▼
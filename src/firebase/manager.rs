//! Generic Firebase App Distribution resource manager.

use std::fmt;
use std::marker::PhantomData;

use async_trait::async_trait;
use serde::Deserialize;
use serde_json::Value;
use tracing::{Instrument, Span};

use crate::client::{ApiSession, QueryParams};
use crate::error::{log_failure, Result};
use crate::filter::Filter;
use crate::pagination::{CursorPage, PageSource, Paginator};
use crate::resource::Resource;

const VENDOR: &str = "Firebase";

/// A resource listed under a parent path, e.g. releases under an app.
pub trait FirebaseResource: Resource {
    /// Path segment of the collection and key of the items in a listing.
    const COLLECTION: &'static str;

    /// Identifier of the owning resource.
    type Parent: ParentIdentifier + Sync;

    /// Query parameters accepted by the listing endpoint.
    type Query: Filter + Default + Send + Sync;
}

/// Something that resolves to a parent resource path.
pub trait ParentIdentifier {
    /// Relative path of the parent, without leading slash.
    ///
    /// # Errors
    ///
    /// Returns a local validation error if a component is empty.
    fn path(&self) -> Result<String>;
}

/// Listing façade over one Firebase resource type.
pub struct ResourceManager<R: FirebaseResource> {
    session: ApiSession,
    span: Span,
    _resource: PhantomData<fn() -> R>,
}

impl<R: FirebaseResource> Clone for ResourceManager<R> {
    fn clone(&self) -> Self {
        Self {
            session: self.session.clone(),
            span: self.span.clone(),
            _resource: PhantomData,
        }
    }
}

impl<R: FirebaseResource> fmt::Debug for ResourceManager<R> {
    fn fmt(&self, f: &mut fmt::Formatter<'_>) -> fmt::Result {
        f.debug_struct("ResourceManager")
            .field("collection", &R::COLLECTION)
            .field("session", &self.session)
            .finish_non_exhaustive()
    }
}

impl<R: FirebaseResource> ResourceManager<R> {
    pub fn new(session: ApiSession, span: Span) -> Self {
        Self {
            session,
            span,
            _resource: PhantomData,
        }
    }

    #[must_use]
    pub fn with_span(mut self, span: Span) -> Self {
        self.span = span;
        self
    }

    pub fn session(&self) -> &ApiSession {
        &self.session
    }

    /// Lazily list the resources under `parent`.
    ///
    /// # Errors
    ///
    /// Returns a local validation error if the parent or query is invalid
    /// or `limit` is zero.
    pub fn paginate(
        &self,
        parent: &R::Parent,
        query: &R::Query,
        limit: Option<usize>,
    ) -> Result<Paginator<TokenPageSource<R>>> {
        let path = format!("{}/{}", parent.path()?, R::COLLECTION);
        let source = TokenPageSource {
            session: self.session.clone(),
            span: self.span.clone(),
            path,
            params: query.query_params()?,
            _resource: PhantomData,
        };
        Paginator::with_limit(source, limit)
    }
}

/// Page source driven by Google's `pageToken` / `nextPageToken` pair.
pub struct TokenPageSource<R: FirebaseResource> {
    session: ApiSession,
    span: Span,
    path: String,
    params: QueryParams,
    _resource: PhantomData<fn() -> R>,
}

#[derive(Deserialize)]
#[serde(rename_all = "camelCase")]
struct ListResponse {
    #[serde(default)]
    next_page_token: Option<String>,
    #[serde(flatten)]
    rest: serde_json::Map<String, Value>,
}

impl<R: FirebaseResource> TokenPageSource<R> {
    async fn request(&self, cursor: Option<&str>) -> Result<CursorPage<R>> {
        let mut params = self.params.clone();
        if let Some(token) = cursor {
            params.push(("pageToken".to_string(), token.to_string()));
        }

        let mut response: ListResponse = self.session.get(&self.path, &params).await?;
        let items = match response.rest.remove(R::COLLECTION) {
            Some(Value::Null) | None => Vec::new(),
            Some(items) => serde_json::from_value(items)?,
        };
        let next = response.next_page_token.filter(|t| !t.is_empty());
        Ok(CursorPage::new(items, next))
    }
}

#[async_trait]
impl<R: FirebaseResource> PageSource for TokenPageSource<R> {
    type Item = R;

    async fn fetch_page(&mut self, cursor: Option<&str>) -> Result<CursorPage<R>> {
        self.request(cursor)
            .instrument(self.span.clone())
            .await
            .inspect_err(|e| log_failure(&self.span, VENDOR, "list", R::LABEL, e))
    }
}
//! Mock server state management.
//!
//! Provides the in-memory data store for the mock App Store Connect and
//! Firebase App Distribution server.

use std::collections::BTreeMap;
use std::sync::Arc;
use tokio::sync::RwLock;

use crate::apple::{
    BetaBuildLocalization, BetaBuildLocalizationAttributes, Build, LinkedResourceData,
    ResourceType,
};
use crate::firebase::Release;

/// Shared state handle used by the handlers.
pub type SharedState = Arc<RwLock<MockState>>;

/// Shared state for the mock server.
///
/// Collections are kept in insertion order so listings are deterministic.
#[derive(Debug, Default)]
pub struct MockState {
    /// Beta build localizations, related to their build.
    pub localizations: Vec<BetaBuildLocalization>,

    /// Builds, related to their app.
    pub builds: Vec<Build>,

    /// Releases indexed by Firebase app id.
    pub releases: BTreeMap<String, Vec<Release>>,

    /// Optional authentication token. If set, requests must include this token.
    pub required_token: Option<String>,

    /// Base URL used in pagination links. Set by the server on startup.
    pub base_url: String,

    /// Every request received, as `"METHOD /path"`.
    pub requests: Vec<String>,

    next_id: u64,
}

impl MockState {
    /// Create a new empty state.
    pub fn new() -> Self {
        Self::default()
    }

    /// Create state wrapped in Arc<RwLock> for sharing.
    pub fn shared(self) -> SharedState {
        Arc::new(RwLock::new(self))
    }

    pub fn with_localization(mut self, localization: BetaBuildLocalization) -> Self {
        self.localizations.push(localization);
        self
    }

    pub fn with_build(mut self, build: Build) -> Self {
        self.builds.push(build);
        self
    }

    /// Register a Firebase app that has no releases yet.
    pub fn with_app(mut self, app_id: &str) -> Self {
        self.releases.entry(app_id.to_string()).or_default();
        self
    }

    pub fn with_release(mut self, app_id: &str, release: Release) -> Self {
        self.releases
            .entry(app_id.to_string())
            .or_default()
            .push(release);
        self
    }

    /// Set the required authentication token.
    pub fn with_required_token(mut self, token: &str) -> Self {
        self.required_token = Some(token.to_string());
        self
    }

    /// Number of recorded requests matching `method` and `path`.
    pub fn request_count(&self, method: &str, path: &str) -> usize {
        let wanted = format!("{method} {path}");
        self.requests.iter().filter(|r| **r == wanted).count()
    }

    /// Localizations matching the optional build and locale filters.
    pub fn list_localizations(
        &self,
        build_id: Option<&str>,
        locale: Option<&str>,
    ) -> Vec<&BetaBuildLocalization> {
        self.localizations
            .iter()
            .filter(|l| build_id.map_or(true, |b| l.related_id("build") == Some(b)))
            .filter(|l| locale.map_or(true, |loc| l.attributes.locale.as_deref() == Some(loc)))
            .collect()
    }

    /// Create a localization, rejecting a duplicate build and locale pair.
    pub fn create_localization(
        &mut self,
        build_id: &str,
        locale: &str,
        whats_new: Option<String>,
    ) -> Result<BetaBuildLocalization, String> {
        if !self.list_localizations(Some(build_id), Some(locale)).is_empty() {
            return Err(format!(
                "A localization for locale '{locale}' already exists on build '{build_id}'"
            ));
        }

        self.next_id += 1;
        let build = LinkedResourceData {
            id: build_id.to_string(),
            resource_type: ResourceType::Builds,
        };
        let localization = BetaBuildLocalization::new(
            format!("loc-{}", self.next_id),
            BetaBuildLocalizationAttributes {
                locale: Some(locale.to_string()),
                whats_new,
            },
        )
        .with_relationship("build", &build);

        self.localizations.push(localization.clone());
        Ok(localization)
    }

    /// Replace the "What to Test" text and return the updated localization.
    pub fn update_localization(
        &mut self,
        id: &str,
        whats_new: Option<String>,
    ) -> Option<&BetaBuildLocalization> {
        let localization = self.localizations.iter_mut().find(|l| l.id == id)?;
        if whats_new.is_some() {
            localization.attributes.whats_new = whats_new;
        }
        Some(localization)
    }

    /// Remove a localization. Returns whether it existed.
    pub fn delete_localization(&mut self, id: &str) -> bool {
        let before = self.localizations.len();
        self.localizations.retain(|l| l.id != id);
        self.localizations.len() != before
    }

    pub fn get_build(&self, id: &str) -> Option<&Build> {
        self.builds.iter().find(|b| b.id == id)
    }

    /// Builds matching the optional app and build number filters.
    pub fn list_builds(&self, app_id: Option<&str>, version: Option<&str>) -> Vec<&Build> {
        self.builds
            .iter()
            .filter(|b| app_id.map_or(true, |a| b.related_id("app") == Some(a)))
            .filter(|b| version.map_or(true, |v| b.attributes.version.as_deref() == Some(v)))
            .collect()
    }

    /// Releases of an app ordered by creation time.
    pub fn list_releases(&self, app_id: &str, newest_first: bool) -> Vec<&Release> {
        let mut releases: Vec<&Release> = self
            .releases
            .get(app_id)
            .map(|r| r.iter().collect())
            .unwrap_or_default();
        releases.sort_by_key(|r| r.create_time);
        if newest_first {
            releases.reverse();
        }
        releases
    }
}
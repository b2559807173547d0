//! Firebase release endpoint handlers.

use axum::{
    extract::{Path, Query, State},
    http::StatusCode,
    response::{IntoResponse, Response},
    Json,
};
use serde_json::{json, Map, Value};

use super::{google_error, page, param};
use crate::mock_server::state::SharedState;

const DEFAULT_PAGE_SIZE: usize = 25;
const MAX_PAGE_SIZE: usize = 100;

/// GET /projects/{project}/apps/{app}/releases
pub async fn list_releases(
    State(state): State<SharedState>,
    Path((project, app)): Path<(String, String)>,
    Query(params): Query<Vec<(String, String)>>,
) -> Response {
    let state = state.read().await;

    if !state.releases.contains_key(&app) {
        return google_error(
            StatusCode::NOT_FOUND,
            &format!("App projects/{project}/apps/{app} not found"),
        );
    }

    let page_size = param(&params, "pageSize")
        .and_then(|s| s.parse().ok())
        .unwrap_or(DEFAULT_PAGE_SIZE)
        .clamp(1, MAX_PAGE_SIZE);
    let offset = match param(&params, "pageToken") {
        None | Some("") => 0,
        Some(token) => match token.strip_prefix("offset-").and_then(|o| o.parse().ok()) {
            Some(offset) => offset,
            None => {
                return google_error(
                    StatusCode::BAD_REQUEST,
                    &format!("Request contains an invalid argument: page token '{token}'"),
                )
            }
        },
    };
    let newest_first = param(&params, "orderBy") != Some("createTime");

    let matching = state.list_releases(&app, newest_first);
    let (releases, next) = page(&matching, offset, page_size);

    let mut body = Map::new();
    if !releases.is_empty() {
        body.insert("releases".to_string(), json!(releases));
    }
    if let Some(next) = next {
        body.insert(
            "nextPageToken".to_string(),
            Value::String(format!("offset-{next}")),
        );
    }
    Json(Value::Object(body)).into_response()
}
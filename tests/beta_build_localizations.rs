//! Execution tests for beta build localization operations.
//!
//! Uses wiremock to mock App Store Connect and count the requests each
//! operation issues.

use appdist::apple::{AppStoreConnectClient, BetaBuildLocalization, BetaBuildLocalizationFilter};
use appdist::AppDistError;
use serde_json::json;
use wiremock::matchers::{any, body_json, method, path, query_param};
use wiremock::{Mock, MockServer, ResponseTemplate};

fn localization_json(id: &str, locale: &str, whats_new: &str) -> serde_json::Value {
    json!({
        "type": "betaBuildLocalizations",
        "id": id,
        "attributes": {
            "whatsNew": whats_new,
            "locale": locale
        },
        "links": {
            "self": format!("https://api.appstoreconnect.apple.com/v1/betaBuildLocalizations/{id}")
        }
    })
}

async fn mount_lookup(server: &MockServer, matches: Vec<serde_json::Value>) {
    Mock::given(method("GET"))
        .and(path("/betaBuildLocalizations"))
        .and(query_param("filter[build]", "123"))
        .and(query_param("filter[locale]", "en-US"))
        .and(query_param("limit", "2"))
        .respond_with(ResponseTemplate::new(200).set_body_json(json!({
            "data": matches,
            "links": {"self": format!("{}/betaBuildLocalizations", server.uri())}
        })))
        .expect(1)
        .mount(server)
        .await;
}

async fn mount_no_mutation(server: &MockServer) {
    Mock::given(method("PATCH"))
        .respond_with(ResponseTemplate::new(200))
        .expect(0)
        .mount(server)
        .await;
    Mock::given(method("DELETE"))
        .respond_with(ResponseTemplate::new(204))
        .expect(0)
        .mount(server)
        .await;
}

/// Method and path of every received request, in arrival order.
async fn request_sequence(mock_server: &MockServer) -> Vec<String> {
    mock_server
        .received_requests()
        .await
        .unwrap()
        .iter()
        .map(|r| format!("{} {}", r.method, r.url.path()))
        .collect()
}

// =============================================================================
// Create
// =============================================================================

#[tokio::test]
async fn test_create_sends_single_post_with_build_relationship() {
    let mock_server = MockServer::start().await;

    let expected_payload = json!({
        "data": {
            "type": "betaBuildLocalizations",
            "attributes": {
                "locale": "en-US",
                "whatsNew": "Fixed bugs"
            },
            "relationships": {
                "build": {
                    "data": {"id": "123", "type": "builds"}
                }
            }
        }
    });

    Mock::given(method("POST"))
        .and(path("/betaBuildLocalizations"))
        .and(body_json(&expected_payload))
        .respond_with(ResponseTemplate::new(201).set_body_json(json!({
            "data": localization_json("loc-1", "en-US", "Fixed bugs")
        })))
        .expect(1)
        .mount(&mock_server)
        .await;

    let client = AppStoreConnectClient::new("test-token", &mock_server.uri()).unwrap();
    let created = client
        .beta_build_localizations()
        .create("123", "en-US", "Fixed bugs")
        .await
        .unwrap();

    assert!(created.is_created());
    assert_eq!(created.id, "loc-1");
    assert_eq!(created.attributes.locale.as_deref(), Some("en-US"));
    assert_eq!(created.attributes.whats_new.as_deref(), Some("Fixed bugs"));
}

#[tokio::test]
async fn test_create_with_wrong_resource_type_makes_no_request() {
    let mock_server = MockServer::start().await;
    Mock::given(any())
        .respond_with(ResponseTemplate::new(200))
        .expect(0)
        .mount(&mock_server)
        .await;

    let not_a_build: BetaBuildLocalization =
        serde_json::from_value(localization_json("loc-1", "en-US", "Fixed bugs")).unwrap();

    let client = AppStoreConnectClient::new("test-token", &mock_server.uri()).unwrap();
    let err = client
        .beta_build_localizations()
        .create(&not_a_build, "en-US", "Fixed bugs")
        .await
        .unwrap_err();

    assert!(err.is_local_validation());
    assert!(matches!(
        err,
        AppDistError::WrongResourceType {
            expected: "builds",
            ..
        }
    ));
}

#[tokio::test]
async fn test_create_surfaces_api_error() {
    let mock_server = MockServer::start().await;

    Mock::given(method("POST"))
        .and(path("/betaBuildLocalizations"))
        .respond_with(ResponseTemplate::new(409).set_body_json(json!({
            "errors": [{
                "status": "409",
                "code": "ENTITY_ERROR.ATTRIBUTE.INVALID",
                "title": "An attribute value is invalid.",
                "detail": "'xx-XX' is not a valid locale"
            }]
        })))
        .expect(1)
        .mount(&mock_server)
        .await;

    let client = AppStoreConnectClient::new("test-token", &mock_server.uri()).unwrap();
    let err = client
        .beta_build_localizations()
        .create("123", "xx-XX", "Fixed bugs")
        .await
        .unwrap_err();

    match err {
        AppDistError::Api {
            message,
            status_code,
        } => {
            assert_eq!(status_code, Some(409));
            assert!(message.contains("not a valid locale"));
        }
        other => panic!("unexpected error: {other:?}"),
    }
}

// =============================================================================
// Modify
// =============================================================================

#[tokio::test]
async fn test_modify_looks_up_then_patches_once() {
    let mock_server = MockServer::start().await;
    mount_lookup(&mock_server, vec![localization_json("loc-1", "en-US", "Old notes")]).await;

    Mock::given(method("PATCH"))
        .and(path("/betaBuildLocalizations/loc-1"))
        .and(body_json(json!({
            "data": {
                "id": "loc-1",
                "type": "betaBuildLocalizations",
                "attributes": {"whatsNew": "New notes"}
            }
        })))
        .respond_with(ResponseTemplate::new(200).set_body_json(json!({
            "data": localization_json("loc-1", "en-US", "New notes")
        })))
        .expect(1)
        .mount(&mock_server)
        .await;

    let client = AppStoreConnectClient::new("test-token", &mock_server.uri()).unwrap();
    let modified = client
        .beta_build_localizations()
        .modify("123", "en-US", "New notes")
        .await
        .unwrap();

    assert!(!modified.is_created());
    assert_eq!(modified.attributes.whats_new.as_deref(), Some("New notes"));
    assert_eq!(
        request_sequence(&mock_server).await,
        vec!["GET /betaBuildLocalizations", "PATCH /betaBuildLocalizations/loc-1"]
    );
}

#[tokio::test]
async fn test_modify_without_match_issues_no_patch() {
    let mock_server = MockServer::start().await;
    mount_lookup(&mock_server, vec![]).await;
    mount_no_mutation(&mock_server).await;

    let client = AppStoreConnectClient::new("test-token", &mock_server.uri()).unwrap();
    let err = client
        .beta_build_localizations()
        .modify("123", "en-US", "New notes")
        .await
        .unwrap_err();

    assert!(err.is_lookup_failure());
    assert!(matches!(
        err,
        AppDistError::NotFound {
            entity_type: "betaBuildLocalizations",
            ..
        }
    ));
}

#[tokio::test]
async fn test_modify_with_ambiguous_match_issues_no_patch() {
    let mock_server = MockServer::start().await;
    mount_lookup(
        &mock_server,
        vec![
            localization_json("loc-1", "en-US", "Notes"),
            localization_json("loc-2", "en-US", "Notes"),
        ],
    )
    .await;
    mount_no_mutation(&mock_server).await;

    let client = AppStoreConnectClient::new("test-token", &mock_server.uri()).unwrap();
    let err = client
        .beta_build_localizations()
        .modify("123", "en-US", "New notes")
        .await
        .unwrap_err();

    assert!(matches!(err, AppDistError::Ambiguous { .. }));
    assert_eq!(
        err.to_string(),
        "multiple betaBuildLocalizations match 'build 123 locale en-US', expected exactly one"
    );
}

#[tokio::test]
async fn test_modify_with_empty_locale_makes_no_request() {
    let mock_server = MockServer::start().await;
    Mock::given(any())
        .respond_with(ResponseTemplate::new(200))
        .expect(0)
        .mount(&mock_server)
        .await;

    let client = AppStoreConnectClient::new("test-token", &mock_server.uri()).unwrap();
    let err = client
        .beta_build_localizations()
        .modify("123", "", "New notes")
        .await
        .unwrap_err();

    assert!(matches!(err, AppDistError::InvalidParameter(_)));
}

// =============================================================================
// Delete
// =============================================================================

#[tokio::test]
async fn test_delete_looks_up_then_deletes_once() {
    let mock_server = MockServer::start().await;
    mount_lookup(&mock_server, vec![localization_json("loc-1", "en-US", "Notes")]).await;

    Mock::given(method("DELETE"))
        .and(path("/betaBuildLocalizations/loc-1"))
        .respond_with(ResponseTemplate::new(204))
        .expect(1)
        .mount(&mock_server)
        .await;

    let client = AppStoreConnectClient::new("test-token", &mock_server.uri()).unwrap();
    client
        .beta_build_localizations()
        .delete("123", "en-US")
        .await
        .unwrap();

    assert_eq!(
        request_sequence(&mock_server).await,
        vec!["GET /betaBuildLocalizations", "DELETE /betaBuildLocalizations/loc-1"]
    );
}

#[tokio::test]
async fn test_delete_without_match_issues_no_delete() {
    let mock_server = MockServer::start().await;
    mount_lookup(&mock_server, vec![]).await;
    mount_no_mutation(&mock_server).await;

    let client = AppStoreConnectClient::new("test-token", &mock_server.uri()).unwrap();
    let err = client
        .beta_build_localizations()
        .delete("123", "en-US")
        .await
        .unwrap_err();

    assert!(matches!(err, AppDistError::NotFound { .. }));
}

// =============================================================================
// List
// =============================================================================

#[tokio::test]
async fn test_list_sends_only_populated_filters() {
    let mock_server = MockServer::start().await;

    Mock::given(method("GET"))
        .and(path("/betaBuildLocalizations"))
        .and(query_param("filter[locale]", "de-DE"))
        .and(query_param("limit", "100"))
        .respond_with(ResponseTemplate::new(200).set_body_json(json!({
            "data": [localization_json("loc-3", "de-DE", "Fehler behoben")],
            "links": {"self": format!("{}/betaBuildLocalizations", mock_server.uri())}
        })))
        .expect(1)
        .mount(&mock_server)
        .await;

    let client = AppStoreConnectClient::new("test-token", &mock_server.uri()).unwrap();
    let filter = BetaBuildLocalizationFilter {
        locale: Some("de-DE".to_string()),
        ..Default::default()
    };
    let localizations = client
        .beta_build_localizations()
        .list(&filter)
        .unwrap()
        .collect_all()
        .await
        .unwrap();

    assert_eq!(localizations.len(), 1);
    assert_eq!(localizations[0].id, "loc-3");

    let requests = mock_server.received_requests().await.unwrap();
    let query = requests[0].url.query().unwrap_or_default();
    assert!(!query.contains("filter%5Bbuild%5D"));
    assert!(!query.contains("filter[build]"));
}

#[tokio::test]
async fn test_unauthorized_is_authentication_error() {
    let mock_server = MockServer::start().await;

    Mock::given(method("GET"))
        .and(path("/betaBuildLocalizations"))
        .respond_with(ResponseTemplate::new(401).set_body_json(json!({
            "errors": [{
                "status": "401",
                "code": "NOT_AUTHORIZED",
                "title": "Authentication credentials are missing or invalid."
            }]
        })))
        .expect(1)
        .mount(&mock_server)
        .await;

    let client = AppStoreConnectClient::new("expired-token", &mock_server.uri()).unwrap();
    let err = client
        .beta_build_localizations()
        .list(&BetaBuildLocalizationFilter::default())
        .unwrap()
        .collect_all()
        .await
        .unwrap_err();

    assert!(matches!(err, AppDistError::Authentication(_)));
}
▲
▸ ABOUT THIS EXERCISE
Look over the material above and show each line where "SharedState" appears.

▸ RESPONSE TO THIS TASK
pub type SharedState = Arc<RwLock<MockState>>;
    pub fn shared(self) -> SharedState {
use crate::mock_server::state::SharedState;
    State(state): State<SharedState>,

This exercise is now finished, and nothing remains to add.